Par ailleurs, cette mesure élude le vrai problème de notre économie : notre dépendance aux énergies fossiles, dans un système mondialisé où les grands producteurs utilisent opportunément les mouvements d’inflation pour tirer leurs rentes à la hausse. 

Rappelons que la France est très largement dépendante des énergies fossiles (à 60% environ) dont le prix dépend de l’évolution des cours mondiaux de pétrole brut. Or, sur ces marchés, par nature très instables (instabilité qui devrait s’aggraver), les producteurs souhaitent accroître leur rente. Toute hausse des prix mondiaux constitue donc une opportunité pour accroître leurs profits : c’est la boucle prix-profits. 

L’inflation sur les énergies fossiles impacte le reste de l’économie française

La répercussion de cette “greedflation” (“cupideflation” en français) sur les pays fortement importateurs comme la France est immédiate pour le reste de l’économie. D’après une note du FMI, la “greedflation” explique ainsi la moitié de l’inflation actuelle en Europe.

Cela se retrouve notamment dans le prix des produits alimentaires, où les industriels eux-mêmes génèrent des boucles prix-profits : les profits sont la première cause de la hausse des prix alimentaires. L’industrie alimentaire a ainsi répercuté à 110 % la hausse de l’énergie sur son prix de vente depuis le début de la crise. Autre conséquence, et non des moindres, de cette conjoncture économique délétère pour les français : une diminution de la consommation alimentaire de presque 10% depuis le début de la crise, atteignant en premier le marché des produits bio, dont la croissance des dernières années renvoyait un signal positif pour l’avenir du vivant. 

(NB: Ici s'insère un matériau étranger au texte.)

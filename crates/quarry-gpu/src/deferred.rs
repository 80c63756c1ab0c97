//! Deferred resource retirement for multi-frame-in-flight use.
//!
//! A backing buffer replaced during growth may still be referenced by
//! commands recorded for an in-flight frame, so it cannot be freed
//! immediately. Retired resources sit in this queue until enough frames have
//! passed to guarantee no frame still references them.

use std::collections::VecDeque;

use crate::error::Result;
use crate::memory::{GpuAllocator, GpuBuffer};

/// A resource retired on a given frame.
struct Retired<T> {
    resource: T,
    frame_retired: u64,
}

/// FIFO of retired resources, released once their retirement frame falls
/// outside the frames-in-flight window.
///
/// The maturity logic is generic so it is testable without a device;
/// [`DeferredDeletionQueue`] is the instantiation the GPU layer uses.
pub struct DeferredQueue<T> {
    pending: VecDeque<Retired<T>>,
    frames_in_flight: usize,
}

impl<T> DeferredQueue<T> {
    /// Create a queue for the given frames-in-flight window.
    #[must_use]
    pub fn new(frames_in_flight: usize) -> Self {
        Self {
            pending: VecDeque::new(),
            frames_in_flight,
        }
    }

    /// Retire a resource on `frame`.
    ///
    /// Frame numbers must be non-decreasing across calls; the drain relies
    /// on FIFO order.
    pub fn retire(&mut self, resource: T, frame: u64) {
        debug_assert!(
            self.pending.back().map_or(true, |r| r.frame_retired <= frame),
            "retirement frames must be non-decreasing"
        );
        self.pending.push_back(Retired {
            resource,
            frame_retired: frame,
        });
    }

    /// Remove and return every resource retired more than
    /// `frames_in_flight` frames before `current_frame`.
    pub fn drain_expired(&mut self, current_frame: u64) -> Vec<T> {
        let cutoff = current_frame.saturating_sub(self.frames_in_flight as u64);

        let mut expired = Vec::new();
        while matches!(self.pending.front(), Some(r) if r.frame_retired < cutoff) {
            // Front just matched, so the pop cannot fail.
            if let Some(retired) = self.pending.pop_front() {
                expired.push(retired.resource);
            }
        }
        expired
    }

    /// Remove and return everything, regardless of age. Shutdown path; the
    /// caller has already waited for the device to go idle.
    pub fn drain_all(&mut self) -> Vec<T> {
        self.pending.drain(..).map(|r| r.resource).collect()
    }

    /// Number of resources awaiting release.
    #[must_use]
    pub fn pending_count(&self) -> usize {
        self.pending.len()
    }

    /// Update the frames-in-flight window.
    pub fn set_frames_in_flight(&mut self, frames_in_flight: usize) {
        self.frames_in_flight = frames_in_flight;
    }
}

/// Deferred deletion queue for retired GPU buffers.
pub type DeferredDeletionQueue = DeferredQueue<GpuBuffer>;

impl DeferredDeletionQueue {
    /// Free buffers whose retirement window has passed.
    ///
    /// Call at the start of each frame.
    pub fn process(&mut self, allocator: &mut GpuAllocator, current_frame: u64) -> Result<()> {
        for mut buffer in self.drain_expired(current_frame) {
            allocator.free_buffer(&mut buffer)?;
        }
        Ok(())
    }

    /// Free all pending buffers immediately.
    ///
    /// Call during shutdown, after `device_wait_idle`.
    pub fn flush(&mut self, allocator: &mut GpuAllocator) -> Result<()> {
        for mut buffer in self.drain_all() {
            allocator.free_buffer(&mut buffer)?;
        }
        Ok(())
    }
}

#[cfg(test)]
mod tests {
    use super::*;

    #[test]
    fn resources_mature_after_the_window() {
        let mut queue = DeferredQueue::new(2);
        queue.retire("a", 10);

        assert!(queue.drain_expired(10).is_empty());
        assert!(queue.drain_expired(12).is_empty());
        assert_eq!(queue.drain_expired(13), vec!["a"]);
        assert_eq!(queue.pending_count(), 0);
    }

    #[test]
    fn drain_releases_in_fifo_order() {
        let mut queue = DeferredQueue::new(1);
        queue.retire(1, 0);
        queue.retire(2, 0);
        queue.retire(3, 5);

        assert_eq!(queue.drain_expired(5), vec![1, 2]);
        assert_eq!(queue.pending_count(), 1);
        assert_eq!(queue.drain_expired(100), vec![3]);
    }

    #[test]
    fn drain_all_ignores_maturity() {
        let mut queue = DeferredQueue::new(3);
        queue.retire("x", 7);
        queue.retire("y", 7);

        assert_eq!(queue.drain_all(), vec!["x", "y"]);
        assert_eq!(queue.pending_count(), 0);
    }

    #[test]
    fn widening_the_window_delays_release() {
        let mut queue = DeferredQueue::new(1);
        queue.retire("a", 10);
        queue.set_frames_in_flight(5);

        assert!(queue.drain_expired(12).is_empty());
        assert_eq!(queue.drain_expired(16), vec!["a"]);
    }
}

Moins de consommation d’énergie, c’est moins de dépendance vis-à-vis des pays exportateurs

Une solution pour lutter structurellement contre l’inflation tout en respectant les limites planétaires et en améliorant la capacité des citoyens à vivre de leurs revenus, est d’organiser la décroissance énergétique du pays.

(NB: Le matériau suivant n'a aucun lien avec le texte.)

//! Free-list buffer sub-allocation for the quarry GPU library.
//!
//! This crate provides the allocation core, independent of any GPU API:
//! - A sorted, coalescing free list and a best-fit range allocator
//! - Dynamic resizable buffers that grow their backing store on demand
//! - A fixed-stride (uniform) variant for descriptor-style element slots
//! - The [`Backing`] storage trait, with a host-memory reference
//!   implementation; `quarry-gpu` supplies the Vulkan one

pub mod allocator;
pub mod backing;
pub mod error;
pub mod free_list;
pub mod math;
pub mod range;
pub mod resizable;
pub mod uniform;

pub use allocator::RangeAllocator;
pub use backing::{Backing, HostBacking};
pub use error::{AllocError, Result};
pub use free_list::FreeList;
pub use range::MemoryRange;
pub use resizable::{BufferStats, DynamicBufferConfig, DynamicResizableBuffer, SubBuffer};
pub use uniform::{UniformBufferConfig, UniformResizableBuffer};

Ce grand plan d’économies d’énergie et de réduction de nos besoins en pétrole et en gaz devra s’intégrer dans une planification plus largement pensée dans laquelle de nouveaux indicateurs de bien-être des populations, de satisfactions, de bien vivre seront définis. Car la décroissance implique une sortie du productivisme et du consumérisme au profit d’un projet de société plus juste, ne permettant plus aux industriels de concentrer les richesses. 

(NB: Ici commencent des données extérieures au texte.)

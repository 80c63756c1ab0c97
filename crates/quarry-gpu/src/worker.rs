//! Dedicated worker thread for off-thread recording and baking.

use std::panic::AssertUnwindSafe;
use std::sync::Arc;
use std::thread::{self, JoinHandle};

use crossbeam::channel::{self, Sender};
use parking_lot::{Condvar, Mutex};
use tracing::error;

enum Job {
    Run(Box<dyn FnOnce() + Send>),
    Shutdown,
}

/// Pending-job accounting shared with the worker.
struct Pending {
    count: Mutex<usize>,
    idle: Condvar,
}

/// A named thread consuming `FnOnce` jobs from a channel.
///
/// [`wait_idle`](Self::wait_idle) blocks until every submitted job has run.
/// Dropping the handle sends a shutdown sentinel and joins the thread.
pub struct WorkerThread {
    job_tx: Sender<Job>,
    pending: Arc<Pending>,
    thread: Option<JoinHandle<()>>,
}

impl WorkerThread {
    /// Spawn a worker with the given thread name.
    #[must_use]
    pub fn spawn(name: &str) -> Self {
        let (job_tx, job_rx) = channel::unbounded::<Job>();
        let pending = Arc::new(Pending {
            count: Mutex::new(0),
            idle: Condvar::new(),
        });

        let worker_pending = Arc::clone(&pending);
        let thread = thread::Builder::new()
            .name(name.to_string())
            .spawn(move || loop {
                match job_rx.recv() {
                    Ok(Job::Run(job)) => {
                        // A panicking job must still decrement the pending
                        // count, otherwise wait_idle callers hang forever.
                        if std::panic::catch_unwind(AssertUnwindSafe(job)).is_err() {
                            error!("worker job panicked");
                        }
                        let mut count = worker_pending.count.lock();
                        *count -= 1;
                        if *count == 0 {
                            worker_pending.idle.notify_all();
                        }
                    }
                    Ok(Job::Shutdown) | Err(_) => return,
                }
            })
            .unwrap_or_else(|e| panic!("failed to spawn worker thread {name:?}: {e}"));

        Self {
            job_tx,
            pending,
            thread: Some(thread),
        }
    }

    /// Submit a job for execution.
    pub fn execute(&self, job: impl FnOnce() + Send + 'static) {
        {
            let mut count = self.pending.count.lock();
            *count += 1;
        }
        // The worker only exits after a shutdown sentinel, which is only
        // sent from drop, so the send cannot fail while `self` is alive.
        let _ = self.job_tx.send(Job::Run(Box::new(job)));
    }

    /// Block until all submitted jobs have finished.
    pub fn wait_idle(&self) {
        let mut count = self.pending.count.lock();
        while *count > 0 {
            self.pending.idle.wait(&mut count);
        }
    }

    /// Number of jobs submitted but not yet finished.
    #[must_use]
    pub fn pending(&self) -> usize {
        *self.pending.count.lock()
    }
}

impl Drop for WorkerThread {
    fn drop(&mut self) {
        let _ = self.job_tx.send(Job::Shutdown);
        if let Some(thread) = self.thread.take() {
            let _ = thread.join();
        }
    }
}

#[cfg(test)]
mod tests {
    use std::sync::atomic::{AtomicUsize, Ordering};
    use std::sync::Arc;

    use super::*;

    #[test]
    fn jobs_run_in_submission_order() {
        let worker = WorkerThread::spawn("test-worker");
        let log = Arc::new(Mutex::new(Vec::new()));

        for i in 0..10 {
            let log = Arc::clone(&log);
            worker.execute(move || log.lock().push(i));
        }
        worker.wait_idle();

        assert_eq!(*log.lock(), (0..10).collect::<Vec<_>>());
    }

    #[test]
    fn wait_idle_observes_all_jobs() {
        let worker = WorkerThread::spawn("test-worker");
        let counter = Arc::new(AtomicUsize::new(0));

        for _ in 0..100 {
            let counter = Arc::clone(&counter);
            worker.execute(move || {
                counter.fetch_add(1, Ordering::SeqCst);
            });
        }
        worker.wait_idle();

        assert_eq!(counter.load(Ordering::SeqCst), 100);
        assert_eq!(worker.pending(), 0);
    }

    #[test]
    fn panicking_job_does_not_wedge_the_worker() {
        let worker = WorkerThread::spawn("test-worker");
        let counter = Arc::new(AtomicUsize::new(0));

        worker.execute(|| panic!("job failure"));
        let after = Arc::clone(&counter);
        worker.execute(move || {
            after.fetch_add(1, Ordering::SeqCst);
        });
        worker.wait_idle();

        assert_eq!(counter.load(Ordering::SeqCst), 1);
        assert_eq!(worker.pending(), 0);
    }

    #[test]
    fn drop_joins_after_outstanding_work() {
        let counter = Arc::new(AtomicUsize::new(0));
        {
            let worker = WorkerThread::spawn("test-worker");
            for _ in 0..20 {
                let counter = Arc::clone(&counter);
                worker.execute(move || {
                    counter.fetch_add(1, Ordering::SeqCst);
                });
            }
            worker.wait_idle();
        }
        assert_eq!(counter.load(Ordering::SeqCst), 20);
    }
}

Le déploiement stratégique des énergies décarbonées renouvelables, qui ne doit pas se faire au détriment de l’environnement (forêts, terres agricoles, etc.), un pilotage des réseaux de distribution revu et corrigé en fonction d’objectifs de réduction de la consommation notamment en période de pic de consommation lors desquels les productions carbonées sont mises en route, ou encore la recherche nécessaire de tout gaspillage d’énergie sont autant de solutions adaptées pour en finir avec l’inflation. 

Car une décroissance couplée à une autonomie stratégique accrue dans l’énergie et donc une limitation de nos besoins en fossiles, est le meilleur rempart en cas d’évolution conjoncturelle des prix du baril, et donc notre meilleur rempart contre l’inflation.

Fin du monde et fin du mois ne sont pas incompatibles, à condition de prendre les bonnes mesures

Plutôt que de lutter contre un problème structurel avec des mesures conjoncturelles, court-termistes, nocives pour le climat et l’environnement, l’organisation de la décroissance de notre économie, et la recherche d’une autonomie stratégique sur l’énergie aurait pour effet de combattre l’inflation à long-terme. Elle serait une chance d’améliorer nos vies, de mieux répartir les richesses et de changer l’économie, ne se basant plus sur la croissance du PIB comme boussole. 

Au vu de la Planification écologique du gouvernement annoncée ce lundi 25 septembre par Emmanuel Macron, on comprend que le gouvernement poursuit sa quête mortifère de croissance « à tout prix ». Il mise sur le véhicule électrique individuel plus que sur les mobilités douces, les transports en commun ou l’autopartage, souhaite sortir du charbon pour l’électricité mais continuera à déclencher les centrales thermiques (fioul, gaz) lors de pics de consommation et surtout il ne cherchera pas à réduire les besoins en énergie en France poursuivant, entre autres, l’objectif de construction de 14 nouvelles centrales nucléaires.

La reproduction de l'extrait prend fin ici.